I did anesthesiology residency there, and am doing CCM fellowship in Michigan. In all honesty, I likely would have stayed at Pitt for fellowship if not for compelling personal reasons to head a bit west, since it would have been an easy transition. I did my four ICU months as required by residency, and then two elective months as a senior resident. I'm VERY happy where I am, and loved my time in the 'burgh. Since I only saw the fellows (albeit for 6 months) and didn't actually do the training, take this with a grain of salt:
Probably the single biggest name in ICU still; I interviewed away from Pitt, and literally EVERY program director asked "Why would you leave Pitt to do training elsewhere?" Stand-alone CCM department whose Chair is ICU section editor of JAMA, tons of money, huge research efforts, and Drs. Angus, Kellum, Kochaneck, Kahn, Pinsky and others will get you published. Clinically, you get exposed to EVERYTHING - the flagship (UPMC Presbyterian) has a 22 bed CTICU (the usual, along with ECMO, VADs, and IABP), SICU, SICU-overflow, 23 bed Trauma ICU, Neurotrauma ICU and two floors of Neurovascular ICU, along with a 28 bed Transplant ICU. AND on call, you cover the whole hospital for codes and rapid-response calls. Plain and simple, you'll see it at Pitt. And your attendings will come from surgery, medicine, anesthesiology, and emergency medicine. EVERY day (not weekends) you get a fantastic lecture, from experts. My impression is that you get outstanding exposure - whether or not you want it.
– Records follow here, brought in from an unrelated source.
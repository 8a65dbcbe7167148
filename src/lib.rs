//! Refcounted scripting handles over foreign parameter and command records.
//!
//! The foreign subsystem owns its records outright: it links them into its
//! own lists, fires their callbacks from its own threads and frees them on
//! its own schedule. This crate gives a managed runtime safe handles to
//! those records.
//!
//! - [`bridge::registry`] keeps at most one live handle per record.
//! - [`bridge::ownership`] decides who frees a record when its handle dies.
//! - [`bridge::resolver`] picks the handle shape from the record's arity.
//! - The trampolines re-enter the runtime from foreign threads under the
//!   [`ExecutionToken`](runtime::ExecutionToken) and keep user errors from
//!   crossing the boundary.
//!
//! ```no_run
//! use parambridge::prelude::*;
//!
//! let runtime = Runtime::new(NativeSubsystem::in_process(), BridgeConfig::default());
//! let param = Parameter::create(&runtime, 5, "gain", ParamType::Uint8)
//!     .build()
//!     .unwrap();
//! param.set_value(Value::Int(3)).unwrap();
//! ```

pub mod bridge;
pub mod command;
pub mod config;
pub mod error;
pub mod parameter;
pub mod runtime;

pub use parambridge_native as native;

pub mod prelude {
    pub use crate::bridge::{HandleKind, OwnershipState};
    pub use crate::command::{Command, CommandOrigin};
    pub use crate::config::BridgeConfig;
    pub use crate::error::{BridgeError, BridgeResult};
    pub use crate::parameter::{Parameter, ParameterBuilder, list_parameters};
    pub use crate::runtime::{
        CallFrame, ExecutionToken, FromValue, IntoValue, NativeSubsystem, ParamSpec, Runtime,
        ScriptFunction, TypeHint, Value,
    };
    pub use parambridge_native::{CommandStatus, ParamMask, ParamType, RecordId, RecordSpec};
}
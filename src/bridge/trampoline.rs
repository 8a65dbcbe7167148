//! Cross-boundary callback trampolines.
//!
//! These closures are what the foreign subsystem actually calls. Each one:
//!
//! 1. notes whether the calling thread is inside a scripting call,
//! 2. acquires the execution token,
//! 3. finds the handle through the registry,
//! 4. marshals native data into [`Value`]s and calls the user function,
//! 5. contains any error (kept for the waiting scripting call, or logged),
//! 6. releases the token.
//!
//! Nothing raised by user code ever reaches the native caller.

use std::sync::{Arc, Weak};

use parambridge_native::{
    CommandEntry, CommandId, CommandStatus, ParamCallback, ParamValue, RecordId, StorageHooks,
};

use crate::bridge::args;
use crate::command::Command;
use crate::parameter::Parameter;
use crate::runtime::{RuntimeShared, Value};

/// Build the value-changed callback for a record.
///
/// `previous` is the callback the record carried before it was bridged; it
/// keeps firing first.
pub(crate) fn value_changed(
    runtime: &Arc<RuntimeShared>,
    previous: Option<ParamCallback>,
) -> ParamCallback {
    let runtime: Weak<RuntimeShared> = Arc::downgrade(runtime);
    Arc::new(move |record, offset| {
        if let Some(previous) = &previous {
            previous(record, offset);
        }
        if let Some(runtime) = runtime.upgrade() {
            dispatch_value_changed(&runtime, record, offset);
        }
    })
}

/// Deliver a value-changed event to the record's handle.
///
/// A record with no live handle is ignored: it may have been bridged and
/// forgotten since the event was raised.
#[cfg_attr(feature = "profiling", profiling::function)]
pub(crate) fn dispatch_value_changed(runtime: &RuntimeShared, record: RecordId, offset: i32) {
    let scripted = runtime.token.in_scripting_context();
    let guard = runtime.token.acquire();

    let inner = runtime.parameters.borrow(&guard).find_or_none(&record);
    let Some(inner) = inner else {
        tracing::trace!(%record, offset, "value changed on unbridged record");
        return;
    };
    let Some(callback) = inner.callback(&guard) else {
        return;
    };

    let param = Parameter::from_inner(inner);
    tracing::trace!(name = %param.name(), offset, "dispatching value-changed callback");
    let result = callback.call(
        vec![Value::Parameter(param), Value::Int(offset as i64)],
        Vec::new(),
    );
    if let Err(error) = result {
        runtime.contain_error(&guard, scripted, callback.name(), error);
    }
}

/// Build read/write hooks that route a record's storage through the
/// handle's getter and setter.
pub(crate) fn storage_hooks(runtime: &Arc<RuntimeShared>) -> StorageHooks {
    let reader: Weak<RuntimeShared> = Arc::downgrade(runtime);
    let writer = reader.clone();
    StorageHooks {
        read: Some(Arc::new(move |record, offset| {
            reader
                .upgrade()
                .and_then(|runtime| dispatch_get(&runtime, record, offset))
        })),
        write: Some(Arc::new(move |record, offset, value| {
            if let Some(runtime) = writer.upgrade() {
                dispatch_set(&runtime, record, offset, value);
            }
        })),
    }
}

/// Produce a value through the handle's getter. `None` falls back to the
/// cached value.
fn dispatch_get(runtime: &RuntimeShared, record: RecordId, offset: i32) -> Option<ParamValue> {
    let scripted = runtime.token.in_scripting_context();
    let guard = runtime.token.acquire();

    let inner = runtime.parameters.borrow(&guard).find_or_none(&record)?;
    let getter = inner.getter(&guard)?;
    let ty = inner.info().ty;
    let param = Parameter::from_inner(inner);

    let result = getter
        .call(
            vec![Value::Parameter(param), Value::Int(offset as i64)],
            Vec::new(),
        )
        .and_then(|value| value.to_param_value(ty));
    match result {
        Ok(value) => Some(value),
        Err(error) => {
            runtime.contain_error(&guard, scripted, getter.name(), error);
            None
        }
    }
}

fn dispatch_set(runtime: &RuntimeShared, record: RecordId, offset: i32, value: &ParamValue) {
    let scripted = runtime.token.in_scripting_context();
    let guard = runtime.token.acquire();

    let inner = runtime.parameters.borrow(&guard).find_or_none(&record);
    let Some(inner) = inner else {
        return;
    };
    let Some(setter) = inner.setter(&guard) else {
        return;
    };
    let param = Parameter::from_inner(inner);

    let result = Value::from_param_value(value.clone()).and_then(|value| {
        setter.call(
            vec![Value::Parameter(param), Value::Int(offset as i64), value],
            Vec::new(),
        )
    });
    if let Err(error) = result {
        runtime.contain_error(&guard, scripted, setter.name(), error);
    }
}

/// Build the entry point installed for a script-backed command.
pub(crate) fn invocation(runtime: &Arc<RuntimeShared>) -> CommandEntry {
    let runtime: Weak<RuntimeShared> = Arc::downgrade(runtime);
    Arc::new(move |id, argv| match runtime.upgrade() {
        Some(runtime) => dispatch_invocation(&runtime, id, argv),
        None => CommandStatus::NotFound,
    })
}

/// Run a command's script function with marshaled arguments.
///
/// Unlike value-changed events, an invocation without a handle is an error:
/// a script-backed command always has one.
#[cfg_attr(feature = "profiling", profiling::function)]
pub(crate) fn dispatch_invocation(
    runtime: &RuntimeShared,
    id: CommandId,
    argv: &[String],
) -> CommandStatus {
    let scripted = runtime.token.in_scripting_context();
    let guard = runtime.token.acquire();

    let inner = runtime.commands.borrow(&guard).find_or_none(&id);
    let Some(inner) = inner else {
        tracing::error!(command = %id, "command invoked without a backing handle");
        return CommandStatus::NotFound;
    };
    let command = Command::from_inner(inner);
    let Some(function) = command.function() else {
        tracing::error!(name = command.name(), "command has no function");
        return CommandStatus::NotFound;
    };

    if args::wants_help(argv) {
        tracing::info!(target: "parambridge::command", "usage: {}", command.usage());
        if let Some(help) = function.help() {
            tracing::info!(target: "parambridge::command", "{help}");
        }
        return CommandStatus::Success;
    }

    let marshaled = args::tokenize(function.name(), argv).and_then(|raw| args::coerce(&function, raw));
    let (positional, keyword) = match marshaled {
        Ok(marshaled) => marshaled,
        Err(error) => {
            runtime.contain_error(&guard, scripted, function.name(), error);
            return CommandStatus::Invalid;
        }
    };

    tracing::trace!(name = command.name(), argc = argv.len(), "dispatching command");
    match function.call(positional, keyword) {
        Ok(_) => CommandStatus::Success,
        Err(error) => {
            runtime.contain_error(&guard, scripted, function.name(), error);
            CommandStatus::Invalid
        }
    }
}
There are too many beds for you to have residents working beneath you. You get all the procedures, 'cause they won't get done on their own. You can't help but learn everything. But in comparison to where I am now, Pitt seems to treat fellows as super-senior residents, whereas I feel I'm treated like a junior attending now. As a resident in the ICU at Pitt, I can remember maybe 3 or 4 instances in which I was rounding with a fellow as my "leader", and there are several ICUs in which you simply do not run rounds without the attending there. Sum total: great exposure, lots of clinical work, not a ton of autonomy.